_Your instructions_
Say how many lines in the records contain the string "ShardInfo", giving the number by itself.

_Stored data entries_
-------

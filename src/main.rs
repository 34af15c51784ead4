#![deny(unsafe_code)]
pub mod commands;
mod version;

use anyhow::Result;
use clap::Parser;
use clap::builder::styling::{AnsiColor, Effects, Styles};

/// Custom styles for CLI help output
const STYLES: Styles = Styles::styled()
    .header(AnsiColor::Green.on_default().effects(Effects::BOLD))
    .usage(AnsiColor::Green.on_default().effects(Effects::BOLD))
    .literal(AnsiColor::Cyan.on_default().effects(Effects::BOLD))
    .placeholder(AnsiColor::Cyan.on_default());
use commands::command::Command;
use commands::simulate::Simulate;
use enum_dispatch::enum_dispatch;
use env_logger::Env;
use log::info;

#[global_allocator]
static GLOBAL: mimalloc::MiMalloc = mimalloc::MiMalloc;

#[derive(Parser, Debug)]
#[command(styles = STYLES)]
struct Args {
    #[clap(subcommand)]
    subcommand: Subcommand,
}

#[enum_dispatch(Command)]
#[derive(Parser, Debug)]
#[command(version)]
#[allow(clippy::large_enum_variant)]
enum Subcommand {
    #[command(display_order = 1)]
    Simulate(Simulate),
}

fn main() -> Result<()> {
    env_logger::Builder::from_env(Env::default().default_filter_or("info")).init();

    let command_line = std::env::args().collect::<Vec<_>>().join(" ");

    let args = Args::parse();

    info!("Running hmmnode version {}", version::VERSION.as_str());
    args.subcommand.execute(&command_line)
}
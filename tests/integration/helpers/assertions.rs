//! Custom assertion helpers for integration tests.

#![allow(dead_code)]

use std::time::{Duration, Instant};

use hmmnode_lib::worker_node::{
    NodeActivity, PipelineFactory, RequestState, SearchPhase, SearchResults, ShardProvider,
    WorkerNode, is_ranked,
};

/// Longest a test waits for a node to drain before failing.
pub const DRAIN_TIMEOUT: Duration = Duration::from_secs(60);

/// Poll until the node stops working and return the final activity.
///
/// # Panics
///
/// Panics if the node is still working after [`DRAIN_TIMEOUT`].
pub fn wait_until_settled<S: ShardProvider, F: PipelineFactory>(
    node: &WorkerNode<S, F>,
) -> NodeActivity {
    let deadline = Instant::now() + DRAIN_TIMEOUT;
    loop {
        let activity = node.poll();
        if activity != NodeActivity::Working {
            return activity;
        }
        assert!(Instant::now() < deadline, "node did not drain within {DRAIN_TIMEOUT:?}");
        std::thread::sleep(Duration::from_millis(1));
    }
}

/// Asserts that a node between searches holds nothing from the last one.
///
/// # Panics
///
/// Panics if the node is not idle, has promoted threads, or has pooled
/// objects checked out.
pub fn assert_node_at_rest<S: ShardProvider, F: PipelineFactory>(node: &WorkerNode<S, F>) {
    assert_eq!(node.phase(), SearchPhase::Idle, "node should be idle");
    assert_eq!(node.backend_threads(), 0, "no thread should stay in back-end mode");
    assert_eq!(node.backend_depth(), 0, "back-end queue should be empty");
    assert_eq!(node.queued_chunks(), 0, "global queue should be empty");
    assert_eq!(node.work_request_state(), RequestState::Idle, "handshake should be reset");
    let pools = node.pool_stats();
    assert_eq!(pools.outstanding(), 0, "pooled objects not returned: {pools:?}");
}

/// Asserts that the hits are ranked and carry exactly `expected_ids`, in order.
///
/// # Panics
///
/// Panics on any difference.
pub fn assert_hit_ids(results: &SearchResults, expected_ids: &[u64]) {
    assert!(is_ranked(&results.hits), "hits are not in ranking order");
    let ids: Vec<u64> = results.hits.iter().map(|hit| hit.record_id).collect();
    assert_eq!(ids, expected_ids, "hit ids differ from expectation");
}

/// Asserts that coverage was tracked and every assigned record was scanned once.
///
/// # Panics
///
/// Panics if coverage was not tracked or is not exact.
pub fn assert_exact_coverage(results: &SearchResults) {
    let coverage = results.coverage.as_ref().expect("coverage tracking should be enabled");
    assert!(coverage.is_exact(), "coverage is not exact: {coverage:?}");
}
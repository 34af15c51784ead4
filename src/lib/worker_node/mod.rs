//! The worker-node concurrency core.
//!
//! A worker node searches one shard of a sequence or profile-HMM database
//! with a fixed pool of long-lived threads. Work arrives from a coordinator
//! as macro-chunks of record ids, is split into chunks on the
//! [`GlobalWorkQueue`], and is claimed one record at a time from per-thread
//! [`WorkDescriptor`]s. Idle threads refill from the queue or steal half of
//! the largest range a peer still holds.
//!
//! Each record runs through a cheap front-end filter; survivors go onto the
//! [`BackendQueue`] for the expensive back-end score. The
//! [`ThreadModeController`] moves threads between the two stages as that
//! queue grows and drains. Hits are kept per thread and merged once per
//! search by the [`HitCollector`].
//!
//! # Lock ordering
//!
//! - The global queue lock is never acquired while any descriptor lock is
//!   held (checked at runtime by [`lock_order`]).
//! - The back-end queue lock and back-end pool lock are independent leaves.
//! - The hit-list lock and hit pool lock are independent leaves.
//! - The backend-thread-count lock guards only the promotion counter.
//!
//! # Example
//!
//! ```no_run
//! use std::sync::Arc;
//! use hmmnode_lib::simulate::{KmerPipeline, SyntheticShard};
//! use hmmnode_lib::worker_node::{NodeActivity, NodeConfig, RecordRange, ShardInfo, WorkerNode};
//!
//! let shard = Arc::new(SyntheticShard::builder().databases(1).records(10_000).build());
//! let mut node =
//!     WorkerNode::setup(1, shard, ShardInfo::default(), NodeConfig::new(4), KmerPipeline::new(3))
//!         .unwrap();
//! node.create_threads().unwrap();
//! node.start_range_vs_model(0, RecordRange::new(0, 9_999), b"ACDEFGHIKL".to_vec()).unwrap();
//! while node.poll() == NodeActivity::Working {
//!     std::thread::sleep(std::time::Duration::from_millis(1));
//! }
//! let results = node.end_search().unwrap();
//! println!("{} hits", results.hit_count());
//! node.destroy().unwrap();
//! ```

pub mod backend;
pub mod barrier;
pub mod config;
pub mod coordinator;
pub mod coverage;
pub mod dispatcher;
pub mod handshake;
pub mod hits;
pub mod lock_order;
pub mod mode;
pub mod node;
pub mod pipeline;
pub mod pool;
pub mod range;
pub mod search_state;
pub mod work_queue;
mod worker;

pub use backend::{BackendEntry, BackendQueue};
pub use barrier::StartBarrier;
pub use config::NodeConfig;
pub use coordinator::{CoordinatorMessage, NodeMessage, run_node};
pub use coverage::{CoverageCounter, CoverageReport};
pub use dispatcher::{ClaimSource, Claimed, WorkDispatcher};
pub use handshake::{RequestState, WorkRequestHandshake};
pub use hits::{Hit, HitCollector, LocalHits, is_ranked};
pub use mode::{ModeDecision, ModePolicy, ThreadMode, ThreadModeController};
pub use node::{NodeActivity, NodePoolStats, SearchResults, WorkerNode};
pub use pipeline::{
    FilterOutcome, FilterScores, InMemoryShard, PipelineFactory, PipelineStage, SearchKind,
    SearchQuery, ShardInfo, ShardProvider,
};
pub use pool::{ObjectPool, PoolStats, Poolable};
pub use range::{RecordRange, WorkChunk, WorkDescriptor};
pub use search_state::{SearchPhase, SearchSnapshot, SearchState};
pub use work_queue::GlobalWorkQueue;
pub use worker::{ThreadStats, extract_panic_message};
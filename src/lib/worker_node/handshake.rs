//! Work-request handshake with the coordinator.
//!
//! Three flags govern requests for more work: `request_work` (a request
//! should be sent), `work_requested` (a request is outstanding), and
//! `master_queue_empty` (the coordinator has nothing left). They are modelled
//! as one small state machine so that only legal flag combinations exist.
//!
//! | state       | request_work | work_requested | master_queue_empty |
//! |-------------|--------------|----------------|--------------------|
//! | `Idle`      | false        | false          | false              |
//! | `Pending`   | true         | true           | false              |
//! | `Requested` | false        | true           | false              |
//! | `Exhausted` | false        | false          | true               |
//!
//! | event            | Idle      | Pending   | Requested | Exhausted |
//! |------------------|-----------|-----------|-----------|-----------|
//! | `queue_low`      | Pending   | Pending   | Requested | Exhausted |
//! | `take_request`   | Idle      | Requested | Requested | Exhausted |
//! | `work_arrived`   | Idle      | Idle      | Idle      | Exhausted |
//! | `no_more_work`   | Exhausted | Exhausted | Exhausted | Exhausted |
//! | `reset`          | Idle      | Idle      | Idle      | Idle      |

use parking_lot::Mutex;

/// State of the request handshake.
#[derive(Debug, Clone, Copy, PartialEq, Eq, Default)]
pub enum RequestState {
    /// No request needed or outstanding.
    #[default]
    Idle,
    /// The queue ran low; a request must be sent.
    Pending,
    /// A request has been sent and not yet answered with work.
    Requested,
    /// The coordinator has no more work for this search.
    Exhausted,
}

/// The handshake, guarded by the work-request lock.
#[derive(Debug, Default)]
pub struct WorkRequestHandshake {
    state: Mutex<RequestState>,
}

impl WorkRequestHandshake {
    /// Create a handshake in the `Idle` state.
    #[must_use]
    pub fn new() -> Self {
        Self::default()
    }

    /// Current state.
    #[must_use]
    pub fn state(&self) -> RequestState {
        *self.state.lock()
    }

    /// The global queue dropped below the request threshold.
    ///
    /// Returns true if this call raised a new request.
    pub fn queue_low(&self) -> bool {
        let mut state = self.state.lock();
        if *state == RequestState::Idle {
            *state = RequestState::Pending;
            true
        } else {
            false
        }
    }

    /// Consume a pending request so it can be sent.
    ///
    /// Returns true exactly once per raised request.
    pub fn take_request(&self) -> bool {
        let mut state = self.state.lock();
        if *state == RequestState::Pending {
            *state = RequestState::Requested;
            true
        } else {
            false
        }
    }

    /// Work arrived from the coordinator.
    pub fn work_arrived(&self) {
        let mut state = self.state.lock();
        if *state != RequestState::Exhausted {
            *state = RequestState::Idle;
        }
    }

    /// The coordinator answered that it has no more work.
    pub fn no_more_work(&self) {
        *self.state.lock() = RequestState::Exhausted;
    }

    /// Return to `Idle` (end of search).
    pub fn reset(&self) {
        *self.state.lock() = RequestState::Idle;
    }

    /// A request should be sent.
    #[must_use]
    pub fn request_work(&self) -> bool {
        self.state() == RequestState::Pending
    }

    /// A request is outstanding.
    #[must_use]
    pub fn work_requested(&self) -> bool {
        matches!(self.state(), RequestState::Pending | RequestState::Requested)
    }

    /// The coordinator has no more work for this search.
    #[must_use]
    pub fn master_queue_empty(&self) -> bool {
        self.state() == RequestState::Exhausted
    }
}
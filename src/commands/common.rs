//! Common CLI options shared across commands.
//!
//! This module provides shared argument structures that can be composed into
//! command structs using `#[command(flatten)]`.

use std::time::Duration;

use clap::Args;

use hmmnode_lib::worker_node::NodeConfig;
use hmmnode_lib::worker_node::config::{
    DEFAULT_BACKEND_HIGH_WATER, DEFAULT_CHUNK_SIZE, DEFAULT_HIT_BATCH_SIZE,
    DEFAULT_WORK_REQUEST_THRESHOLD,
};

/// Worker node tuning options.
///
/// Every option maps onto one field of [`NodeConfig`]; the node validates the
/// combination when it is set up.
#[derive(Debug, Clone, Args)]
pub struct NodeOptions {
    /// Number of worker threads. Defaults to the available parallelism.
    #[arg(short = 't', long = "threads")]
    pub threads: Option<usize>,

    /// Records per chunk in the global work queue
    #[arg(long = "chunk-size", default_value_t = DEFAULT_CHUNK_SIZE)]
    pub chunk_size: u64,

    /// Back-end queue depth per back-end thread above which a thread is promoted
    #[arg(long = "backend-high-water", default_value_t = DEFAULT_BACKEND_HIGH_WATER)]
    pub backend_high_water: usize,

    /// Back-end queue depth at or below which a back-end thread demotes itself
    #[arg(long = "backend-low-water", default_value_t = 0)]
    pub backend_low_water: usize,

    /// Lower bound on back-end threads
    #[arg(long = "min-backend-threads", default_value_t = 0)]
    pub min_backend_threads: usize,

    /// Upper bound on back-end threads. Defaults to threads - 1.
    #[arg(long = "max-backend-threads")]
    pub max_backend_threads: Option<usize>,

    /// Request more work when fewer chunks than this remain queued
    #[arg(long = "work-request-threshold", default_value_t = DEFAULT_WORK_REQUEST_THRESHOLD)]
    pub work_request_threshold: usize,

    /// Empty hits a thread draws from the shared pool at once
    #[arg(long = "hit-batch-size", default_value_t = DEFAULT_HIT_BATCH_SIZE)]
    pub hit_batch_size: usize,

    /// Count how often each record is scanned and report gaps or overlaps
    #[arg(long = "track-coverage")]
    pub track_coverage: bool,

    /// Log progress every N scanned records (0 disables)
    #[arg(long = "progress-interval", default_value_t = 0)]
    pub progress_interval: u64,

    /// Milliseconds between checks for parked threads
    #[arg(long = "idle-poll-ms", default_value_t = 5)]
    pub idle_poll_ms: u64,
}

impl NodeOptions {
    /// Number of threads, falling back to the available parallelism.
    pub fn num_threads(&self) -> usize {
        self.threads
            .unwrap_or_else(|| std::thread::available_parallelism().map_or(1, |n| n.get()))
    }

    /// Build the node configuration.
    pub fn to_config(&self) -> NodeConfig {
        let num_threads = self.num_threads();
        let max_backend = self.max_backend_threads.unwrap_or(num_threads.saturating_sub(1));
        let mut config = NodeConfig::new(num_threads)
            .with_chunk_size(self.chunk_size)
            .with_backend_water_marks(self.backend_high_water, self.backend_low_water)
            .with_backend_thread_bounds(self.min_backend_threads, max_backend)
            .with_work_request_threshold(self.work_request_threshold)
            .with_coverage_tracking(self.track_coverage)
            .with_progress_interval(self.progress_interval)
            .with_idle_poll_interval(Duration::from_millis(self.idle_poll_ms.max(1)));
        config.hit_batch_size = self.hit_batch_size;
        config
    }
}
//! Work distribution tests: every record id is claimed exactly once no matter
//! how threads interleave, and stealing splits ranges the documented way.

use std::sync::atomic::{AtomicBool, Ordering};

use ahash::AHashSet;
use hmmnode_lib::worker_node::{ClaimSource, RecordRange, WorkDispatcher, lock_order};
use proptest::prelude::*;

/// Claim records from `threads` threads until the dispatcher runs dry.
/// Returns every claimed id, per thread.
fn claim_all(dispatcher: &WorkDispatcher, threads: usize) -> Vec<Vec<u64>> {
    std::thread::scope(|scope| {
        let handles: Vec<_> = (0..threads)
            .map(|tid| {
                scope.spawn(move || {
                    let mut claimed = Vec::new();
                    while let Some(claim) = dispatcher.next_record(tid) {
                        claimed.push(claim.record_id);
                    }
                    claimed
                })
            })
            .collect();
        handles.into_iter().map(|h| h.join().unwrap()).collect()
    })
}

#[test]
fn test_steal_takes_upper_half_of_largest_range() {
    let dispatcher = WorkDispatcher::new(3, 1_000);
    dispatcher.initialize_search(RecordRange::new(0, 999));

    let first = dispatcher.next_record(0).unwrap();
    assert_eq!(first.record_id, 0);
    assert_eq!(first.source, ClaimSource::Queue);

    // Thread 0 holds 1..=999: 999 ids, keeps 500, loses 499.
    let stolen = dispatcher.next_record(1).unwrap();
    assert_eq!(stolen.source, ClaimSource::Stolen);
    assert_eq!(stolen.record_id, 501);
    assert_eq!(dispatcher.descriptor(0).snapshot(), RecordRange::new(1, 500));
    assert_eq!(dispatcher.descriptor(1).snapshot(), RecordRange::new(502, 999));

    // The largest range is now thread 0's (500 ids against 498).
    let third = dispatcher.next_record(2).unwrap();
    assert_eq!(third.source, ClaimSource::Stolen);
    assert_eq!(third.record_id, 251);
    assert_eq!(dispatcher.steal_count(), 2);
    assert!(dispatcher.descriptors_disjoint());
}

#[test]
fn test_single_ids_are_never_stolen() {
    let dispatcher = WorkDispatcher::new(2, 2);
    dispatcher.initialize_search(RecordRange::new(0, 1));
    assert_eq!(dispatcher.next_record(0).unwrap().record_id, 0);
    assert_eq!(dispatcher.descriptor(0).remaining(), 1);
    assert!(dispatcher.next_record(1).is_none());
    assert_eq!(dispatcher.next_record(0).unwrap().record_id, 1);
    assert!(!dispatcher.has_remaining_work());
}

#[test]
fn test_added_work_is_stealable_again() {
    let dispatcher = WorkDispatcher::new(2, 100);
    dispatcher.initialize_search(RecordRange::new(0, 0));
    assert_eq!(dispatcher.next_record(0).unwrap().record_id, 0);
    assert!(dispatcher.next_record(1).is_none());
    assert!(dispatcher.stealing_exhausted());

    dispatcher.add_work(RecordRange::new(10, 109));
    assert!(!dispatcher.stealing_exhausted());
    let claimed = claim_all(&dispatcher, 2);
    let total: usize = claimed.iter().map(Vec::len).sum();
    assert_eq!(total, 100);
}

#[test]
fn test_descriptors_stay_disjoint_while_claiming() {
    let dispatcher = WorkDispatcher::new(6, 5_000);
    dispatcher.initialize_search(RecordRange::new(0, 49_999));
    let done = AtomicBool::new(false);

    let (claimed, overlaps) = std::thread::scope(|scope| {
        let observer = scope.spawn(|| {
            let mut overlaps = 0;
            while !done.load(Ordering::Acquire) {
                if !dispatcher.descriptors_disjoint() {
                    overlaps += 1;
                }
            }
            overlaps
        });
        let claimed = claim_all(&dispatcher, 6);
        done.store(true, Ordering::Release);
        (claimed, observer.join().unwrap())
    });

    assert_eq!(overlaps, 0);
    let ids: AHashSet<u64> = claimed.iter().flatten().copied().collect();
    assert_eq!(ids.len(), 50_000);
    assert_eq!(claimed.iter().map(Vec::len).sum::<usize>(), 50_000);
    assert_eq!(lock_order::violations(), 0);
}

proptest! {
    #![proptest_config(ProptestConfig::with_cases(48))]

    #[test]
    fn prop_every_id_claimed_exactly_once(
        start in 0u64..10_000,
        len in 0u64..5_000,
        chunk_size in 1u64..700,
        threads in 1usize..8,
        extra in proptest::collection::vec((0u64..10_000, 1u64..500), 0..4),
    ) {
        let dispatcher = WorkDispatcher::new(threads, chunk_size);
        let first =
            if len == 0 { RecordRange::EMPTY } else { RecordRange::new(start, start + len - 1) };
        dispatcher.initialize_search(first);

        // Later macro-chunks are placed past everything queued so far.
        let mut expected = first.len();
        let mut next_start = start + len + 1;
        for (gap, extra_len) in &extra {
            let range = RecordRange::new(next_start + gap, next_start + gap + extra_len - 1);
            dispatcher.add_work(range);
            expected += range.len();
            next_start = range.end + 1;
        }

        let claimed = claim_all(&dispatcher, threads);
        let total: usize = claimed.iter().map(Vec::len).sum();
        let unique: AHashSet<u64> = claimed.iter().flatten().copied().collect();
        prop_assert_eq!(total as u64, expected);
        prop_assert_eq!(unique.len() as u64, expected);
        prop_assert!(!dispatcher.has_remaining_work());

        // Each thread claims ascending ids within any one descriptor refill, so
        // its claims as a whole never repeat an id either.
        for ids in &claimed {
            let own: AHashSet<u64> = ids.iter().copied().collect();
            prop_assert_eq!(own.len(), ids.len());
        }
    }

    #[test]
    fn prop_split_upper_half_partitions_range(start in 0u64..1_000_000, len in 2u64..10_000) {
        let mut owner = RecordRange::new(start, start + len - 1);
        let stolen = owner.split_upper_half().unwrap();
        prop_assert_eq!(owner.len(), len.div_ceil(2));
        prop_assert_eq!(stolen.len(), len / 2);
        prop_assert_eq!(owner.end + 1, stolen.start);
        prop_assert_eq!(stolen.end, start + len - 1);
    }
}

-------

_Output_
3